Number of ways to make change for an amount (coin change)

Count the number of ways one can make change for an amount N from an infinite supply of coins of given values.

E.g.

coins = {1, 2, 3}

N = 5

The result is 5 since N can be obtained from the following set of solutions

• 1 + 1 + 1 + 1 + 1
• 1 + 1 + 1 + 2
• 1 + 1 + 3
• 1 + 2 + 2
• 3 + 2

The problem is different from the minimum coin change problem since this time we’re not interested in one particular solution (the one that minimizes the number of coins used) but rather in the count of the solutions itself.
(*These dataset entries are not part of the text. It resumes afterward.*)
use std::time::Duration;

use feed_core::{Effect, LoadError, Msg};
use feed_engine::{EngineEvent, EngineHandle};
use feed_logging::{feed_debug, feed_info, feed_warn};

/// Carries core effects out against the engine and turns engine events back
/// into messages.
pub struct EffectRunner {
    engine: EngineHandle,
    sentinel_observed: bool,
}

impl EffectRunner {
    pub fn new(engine: EngineHandle) -> Self {
        Self {
            engine,
            sentinel_observed: false,
        }
    }

    pub fn sentinel_observed(&self) -> bool {
        self.sentinel_observed
    }

    pub fn run(&mut self, effects: Vec<Effect>) {
        for effect in effects {
            match effect {
                Effect::FetchPage(request) => {
                    feed_info!(
                        "FetchPage page={} limit={} section={:?} append={} generation={}",
                        request.page,
                        request.limit,
                        request.section,
                        request.append,
                        request.generation
                    );
                    self.engine.fetch_page(request);
                }
                Effect::ObserveSentinel => {
                    feed_debug!("sentinel observer attached");
                    self.sentinel_observed = true;
                }
                Effect::DisconnectSentinel => {
                    feed_debug!("sentinel observer disconnected");
                    self.sentinel_observed = false;
                }
            }
        }
    }

    /// Waits up to `timeout` for the next page result.
    pub fn next_msg(&self, timeout: Duration) -> Option<Msg> {
        match self.engine.recv_timeout(timeout)? {
            EngineEvent::PageFetched { request, result } => {
                if let Err(err) = &result {
                    feed_warn!("page {} failed: {}", request.page, err);
                }
                Some(Msg::PageFetched {
                    request,
                    result: result.map_err(LoadError::from),
                })
            }
            EngineEvent::ArticleFetched { key, .. } => {
                feed_warn!("unexpected article result for {} while paging", key);
                Some(Msg::NoOp)
            }
        }
    }
}
//! Client-side selections over an already-fetched article list.
//!
//! Homepage sections pick their articles from the same list: a flag on the
//! article opts it into a placement, and each placement has a fallback for
//! lists where nobody set the flag.
use serde_json::Value;

use crate::ArticleSummary;

/// Maximum number of results returned by [`search`] when no limit is given.
pub const DEFAULT_SEARCH_LIMIT: usize = 8;

const HOME_CATEGORY: &str = "Home";

#[derive(Debug, Clone, Copy, PartialEq, Eq)]
pub enum Placement {
    Trending,
    Hot,
    VideoSpotlight,
    AudioPick,
}

impl Placement {
    pub fn flag(self) -> &'static str {
        match self {
            Placement::Trending => "isTrending",
            Placement::Hot => "isHot",
            Placement::VideoSpotlight => "isVideoSpotlight",
            Placement::AudioPick => "isAudioPick",
        }
    }

    pub fn limit(self) -> usize {
        match self {
            Placement::Trending => 6,
            Placement::Hot => 5,
            Placement::VideoSpotlight => 3,
            Placement::AudioPick => 8,
        }
    }
}

/// Articles for `placement`: flagged ones first, otherwise the fallback rule.
pub fn pick(items: &[ArticleSummary], placement: Placement) -> Vec<&ArticleSummary> {
    let limit = placement.limit();
    let flagged: Vec<_> = items
        .iter()
        .filter(|article| article.flag(placement.flag()))
        .take(limit)
        .collect();
    if !flagged.is_empty() {
        return flagged;
    }

    match placement {
        Placement::Trending | Placement::AudioPick => items.iter().take(limit).collect(),
        Placement::Hot => by_section(items, "news2")
            .into_iter()
            .chain(by_section(items, "news3"))
            .take(limit)
            .collect(),
        Placement::VideoSpotlight => items
            .iter()
            .filter(|article| has_video_sublink(article))
            .take(limit)
            .collect(),
    }
}

pub fn by_section<'a>(items: &'a [ArticleSummary], section: &str) -> Vec<&'a ArticleSummary> {
    items
        .iter()
        .filter(|article| article.section() == Some(section))
        .collect()
}

/// `None` and the home category select everything.
pub fn by_category<'a>(
    items: &'a [ArticleSummary],
    category: Option<&str>,
) -> Vec<&'a ArticleSummary> {
    match category {
        None | Some(HOME_CATEGORY) => items.iter().collect(),
        Some(category) => items
            .iter()
            .filter(|article| article.category() == Some(category))
            .collect(),
    }
}

/// Case-insensitive substring match on title or summary. A blank query
/// matches nothing; otherwise the query is matched as typed, spaces included.
pub fn search<'a, I>(items: I, query: &str, limit: usize) -> Vec<&'a ArticleSummary>
where
    I: IntoIterator<Item = &'a ArticleSummary>,
{
    if query.trim().is_empty() {
        return Vec::new();
    }
    let needle = query.to_lowercase();
    let matches = |text: Option<&str>| {
        text.map(|text| text.to_lowercase().contains(&needle))
            .unwrap_or(false)
    };

    items
        .into_iter()
        .filter(|article| matches(article.title()) || matches(article.summary()))
        .take(limit)
        .collect()
}

/// Shortens `text` to `len` characters and marks the cut with an ellipsis.
pub fn truncate(text: &str, len: usize) -> String {
    if text.chars().count() <= len {
        return text.to_string();
    }
    let cut: String = text.chars().take(len).collect();
    format!("{}…", cut.trim())
}

fn has_video_sublink(article: &ArticleSummary) -> bool {
    article
        .fields
        .get("subLinks")
        .and_then(Value::as_array)
        .map(|links| {
            links
                .iter()
                .any(|link| link.get("isVideo").and_then(Value::as_bool) == Some(true))
        })
        .unwrap_or(false)
}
The problem can be solved via dynamic programming - notice the order of the for loops: each time a new coin is considered, all of the subsums are updated with the new possibilities opened by it

int changePossibilities(const int N, std::vector<int> coins) {
  vector<int> dp(N + 1, 0);
  dp[0] = 1; // Initialize - only one way to make 0 (with no coins)

  for (const auto c : coins) { // For each coin
    for (int i = c; i <= N; ++i) // For each subsum
      dp[i] += dp[i - c]; // Add new ways to make i
  }

  return dp[N];
}

The code has a \( O(NC) \) pseudo-polynomial complexity where \( N \) is the amount and \( C \) the number of input coins.